(Problem statement) Go through the entries below and copy every line that holds the word "body".

(Records to process)
//! Record and format types shared by the store and the CLI.
//!
//! These types describe the entities the gogo store persists (templates,
//! blueprints) in their denormalized export form, and the file formats
//! the export/import subsystem speaks. They carry no database dependency
//! so they can be serialized and validated anywhere.

use std::fmt;
use std::path::Path;
use std::str::FromStr;

use serde::{Deserialize, Serialize};

/// File format for database export and import.
///
/// # Examples
///
/// ```
/// use gogo_core::ExportFormat;
///
/// assert_eq!("json".parse::<ExportFormat>().unwrap(), ExportFormat::Json);
/// assert_eq!(ExportFormat::from_path("dump.csv"), ExportFormat::Csv);
/// assert_eq!(ExportFormat::from_path("dump.bin"), ExportFormat::Sql);
/// ```
#[derive(Debug, Clone, Copy, PartialEq, Eq, Hash, Serialize, Deserialize, Default)]
#[serde(rename_all = "lowercase")]
pub enum ExportFormat {
    /// Plain SQL statements (`CREATE TABLE` + `INSERT`), the default.
    #[default]
    Sql,
    /// Structured JSON bundle with metadata.
    Json,
    /// One comma-separated file per table.
    Csv,
}

impl ExportFormat {
    /// Returns the canonical lowercase name of the format.
    pub fn as_str(self) -> &'static str {
        match self {
            Self::Sql => "sql",
            Self::Json => "json",
            Self::Csv => "csv",
        }
    }

    /// Infers the format from a file extension, falling back to SQL.
    pub fn from_path(path: impl AsRef<Path>) -> Self {
        path.as_ref()
            .extension()
            .and_then(|ext| ext.to_str())
            .and_then(|ext| ext.parse().ok())
            .unwrap_or_default()
    }
}

impl fmt::Display for ExportFormat {
    fn fmt(&self, f: &mut fmt::Formatter<'_>) -> fmt::Result {
        f.write_str(self.as_str())
    }
}

impl FromStr for ExportFormat {
    type Err = String;

    fn from_str(raw: &str) -> Result<Self, Self::Err> {
        match raw.trim().to_ascii_lowercase().as_str() {
            "sql" => Ok(Self::Sql),
            "json" => Ok(Self::Json),
            "csv" => Ok(Self::Csv),
            other => Err(format!("unsupported format '{other}' (expected sql, json or csv)")),
        }
    }
}

/// A project template as stored in the `templates` table.
///
/// `content` holds the raw template body; `metadata` is the parsed form of
/// the `metadata_json` column.
#[derive(Debug, Clone, PartialEq, Serialize, Deserialize)]
pub struct TemplateRecord {
    /// Unique template name.
    pub name: String,
    /// Template kind (e.g. `cli`, `service`, `library`).
    pub kind: String,
    /// Human description, taken from `metadata.description` when present.
    #[serde(default, skip_serializing_if = "Option::is_none")]
    pub description: Option<String>,
    /// Template body.
    pub content: String,
    /// Free-form metadata object.
    #[serde(default)]
    pub metadata: serde_json::Value,
    #[serde(default, skip_serializing_if = "Option::is_none")]
    pub created_at: Option<String>,
    #[serde(default, skip_serializing_if = "Option::is_none")]
    pub updated_at: Option<String>,
}

impl TemplateRecord {
    /// Creates a template with empty metadata.
    ///
    /// # Examples
    ///
    /// ```
    /// use gogo_core::TemplateRecord;
    ///
    /// let t = TemplateRecord::new("cli-basic", "cli", "package main");
    /// assert_eq!(t.kind, "cli");
    /// assert!(t.description.is_none());
    /// ```
    pub fn new(name: impl Into<String>, kind: impl Into<String>, content: impl Into<String>) -> Self {
        Self {
            name: name.into(),
            kind: kind.into(),
            description: None,
            content: content.into(),
            metadata: serde_json::Value::Object(serde_json::Map::new()),
            created_at: None,
            updated_at: None,
        }
    }
}

/// A stack preset as stored in the `blueprints` table.
#[derive(Debug, Clone, PartialEq, Serialize, Deserialize)]
pub struct BlueprintRecord {
    /// Unique blueprint name.
    pub name: String,
    /// Stack identifier (e.g. `chi-postgres`).
    pub stack: String,
    /// Human description, taken from `config.description` when present.
    #[serde(default, skip_serializing_if = "Option::is_none")]
    pub description: Option<String>,
    /// Parsed form of the `config_json` column.
    #[serde(default)]
    pub config: serde_json::Value,
    #[serde(default, skip_serializing_if = "Option::is_none")]
    pub created_at: Option<String>,
    #[serde(default, skip_serializing_if = "Option::is_none")]
    pub updated_at: Option<String>,
}

impl BlueprintRecord {
    pub fn new(name: impl Into<String>, stack: impl Into<String>, config: serde_json::Value) -> Self {
        let description = config
            .get("description")
            .and_then(|d| d.as_str())
            .map(String::from);
        Self {
            name: name.into(),
            stack: stack.into(),
            description,
            config,
            created_at: None,
            updated_at: None,
        }
    }
}

/// A scoped key/value configuration entry (`configs` table).
#[derive(Debug, Clone, PartialEq, Eq, Serialize, Deserialize)]
pub struct ConfigEntry {
    pub scope: String,
    pub key: String,
    pub value: String,
}

/// An entry of the `audits` table.
#[derive(Debug, Clone, PartialEq, Serialize, Deserialize)]
pub struct AuditEntry {
    pub actor: String,
    pub action: String,
    pub entity: String,
    #[serde(default)]
    pub details: serde_json::Value,
    pub created_at: Option<String>,
}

(Solved exercise)
/// `content` holds the raw template body; `metadata` is the parsed form of
    /// Template body.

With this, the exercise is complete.